For congruence proofs, state the condition AND list the matching parts.
Similar — same shape, different size
Two shapes are similar if:
- All corresponding angles are equal.
- All corresponding sides are in the same ratio (the scale factor).
For triangles, AA (two angles equal) is enough — the third must match (angles sum to 180°).
Scale factors
Scale factor k = (length on new shape) / (length on original shape).
- k > 1: enlargement.
- 0 < k < 1: reduction.
- k = 1: congruent (no size change).
- k < 0 (Higher): enlargement with rotation 180° about the centre.
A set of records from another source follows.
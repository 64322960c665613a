//! Arena allocation for the flat AST.
//!
//! All nodes of one parse live in contiguous vectors; children are indices
//! and lists are ranges into side tables.

use crate::ast::{Element, Expr, FieldDecl, Stmt};
use crate::{ElementRange, ExprId, ExprRange, FieldRange, Name, NameRange, StmtId, StmtRange};

#[derive(Clone, Debug, Default)]
pub struct ExprArena {
    exprs: Vec<Expr>,
    stmts: Vec<Stmt>,
    expr_lists: Vec<ExprId>,
    stmt_lists: Vec<StmtId>,
    elements: Vec<Element>,
    fields: Vec<FieldDecl>,
    names: Vec<Name>,
}

/// Push a list into a side table and return its range.
fn push_list<T, R>(table: &mut Vec<T>, items: impl IntoIterator<Item = T>, make: fn(u32, u32) -> R) -> R {
    let start = table.len();
    table.extend(items);
    let len = table.len() - start;
    make(
        u32::try_from(start).unwrap_or(u32::MAX),
        u32::try_from(len).unwrap_or(u32::MAX),
    )
}

fn next_index(len: usize) -> u32 {
    u32::try_from(len).unwrap_or(u32::MAX)
}

impl ExprArena {
    pub fn new() -> Self {
        Self::default()
    }

    /// Pre-size the tables from the source length (~1 expression per 8 bytes).
    pub fn with_capacity(source_len: usize) -> Self {
        let exprs = source_len / 8;
        ExprArena {
            exprs: Vec::with_capacity(exprs),
            stmts: Vec::with_capacity(exprs / 4),
            expr_lists: Vec::with_capacity(exprs / 4),
            stmt_lists: Vec::with_capacity(exprs / 4),
            elements: Vec::new(),
            fields: Vec::new(),
            names: Vec::new(),
        }
    }

    // ===== Expressions =====

    #[inline]
    pub fn alloc_expr(&mut self, expr: Expr) -> ExprId {
        let id = ExprId::new(next_index(self.exprs.len()));
        self.exprs.push(expr);
        id
    }

    /// # Panics
    /// Panics if `id` did not come from this arena.
    #[inline]
    #[track_caller]
    pub fn expr(&self, id: ExprId) -> &Expr {
        &self.exprs[id.index()]
    }

    pub fn expr_count(&self) -> usize {
        self.exprs.len()
    }

    // ===== Statements =====

    #[inline]
    pub fn alloc_stmt(&mut self, stmt: Stmt) -> StmtId {
        let id = StmtId::new(next_index(self.stmts.len()));
        self.stmts.push(stmt);
        id
    }

    /// # Panics
    /// Panics if `id` did not come from this arena.
    #[inline]
    #[track_caller]
    pub fn stmt(&self, id: StmtId) -> &Stmt {
        &self.stmts[id.index()]
    }

    pub fn stmt_count(&self) -> usize {
        self.stmts.len()
    }

    // ===== Lists =====

    pub fn alloc_expr_list(&mut self, items: impl IntoIterator<Item = ExprId>) -> ExprRange {
        push_list(&mut self.expr_lists, items, ExprRange::new)
    }

    pub fn expr_list(&self, range: ExprRange) -> &[ExprId] {
        &self.expr_lists[range.to_range()]
    }

    pub fn alloc_stmt_list(&mut self, items: impl IntoIterator<Item = StmtId>) -> StmtRange {
        push_list(&mut self.stmt_lists, items, StmtRange::new)
    }

    pub fn stmt_list(&self, range: StmtRange) -> &[StmtId] {
        &self.stmt_lists[range.to_range()]
    }

    pub fn alloc_elements(&mut self, items: impl IntoIterator<Item = Element>) -> ElementRange {
        push_list(&mut self.elements, items, ElementRange::new)
    }

    pub fn elements(&self, range: ElementRange) -> &[Element] {
        &self.elements[range.to_range()]
    }

    pub fn alloc_fields(&mut self, items: impl IntoIterator<Item = FieldDecl>) -> FieldRange {
        push_list(&mut self.fields, items, FieldRange::new)
    }

    pub fn fields(&self, range: FieldRange) -> &[FieldDecl] {
        &self.fields[range.to_range()]
    }

    pub fn alloc_names(&mut self, items: impl IntoIterator<Item = Name>) -> NameRange {
        push_list(&mut self.names, items, NameRange::new)
    }

    pub fn names(&self, range: NameRange) -> &[Name] {
        &self.names[range.to_range()]
    }
}

#[cfg(test)]
mod tests {
    use super::*;
    use crate::{ExprKind, Span, StmtKind};
    use pretty_assertions::assert_eq;

    #[test]
    fn lists_are_contiguous_slices() {
        let mut arena = ExprArena::new();
        let a = arena.alloc_expr(Expr::new(ExprKind::Ident(Name::from_raw(1)), Span::new(0, 1)));
        let b = arena.alloc_expr(Expr::new(ExprKind::Ident(Name::from_raw(2)), Span::new(2, 3)));
        let first = arena.alloc_expr_list([a, b]);
        let second = arena.alloc_expr_list([b]);

        assert_eq!(arena.expr_list(first), &[a, b]);
        assert_eq!(arena.expr_list(second), &[b]);
        assert_eq!(arena.expr_list(ExprRange::EMPTY), &[] as &[ExprId]);
    }

    #[test]
    fn statements_round_trip_through_ids() {
        let mut arena = ExprArena::new();
        let x = arena.alloc_expr(Expr::new(ExprKind::Ident(Name::from_raw(1)), Span::new(0, 1)));
        let stmt = arena.alloc_stmt(Stmt::new(StmtKind::Expr(x), Span::new(0, 1)));
        let body = arena.alloc_stmt_list([stmt]);

        assert_eq!(arena.stmt(stmt).kind, StmtKind::Expr(x));
        assert_eq!(arena.stmt_list(body), &[stmt]);
        assert_eq!(arena.stmt_count(), 1);
    }
}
Area and volume scale factors
If lengths scale by k:
- Areas scale by k².
- Volumes scale by k³.
Example: a model 1/10 the linear size has 1/100 the area and 1/1000 the volume.
Constructing enlargements
Given a centre of enlargement O and scale factor k:
- From O, measure the distance to each vertex of the original.
- Multiply that distance by k.
- Plot the new vertex at that scaled distance from O.
For negative k, the new vertex sits on the opposite side of O.
OCR mark scheme conventions
- B1 for stating the correct congruence condition (SSS, SAS, etc.).
- M1 for setting up the ratio for similarity.
- A1 for the missing length / area / volume.
- For enlargement constructions: B1 for centre identified, B1 for scale factor used correctly, B1 for accurate plot.
⚠Common mistakes
- Confusing congruent with similar (same shape ≠ same size).
- Using AAA for congruence (it's only enough for similarity).
- Squaring the scale factor for area but forgetting to cube it for volume.
- Going wrong direction on negative scale factors — the image is on the OPPOSITE side of O.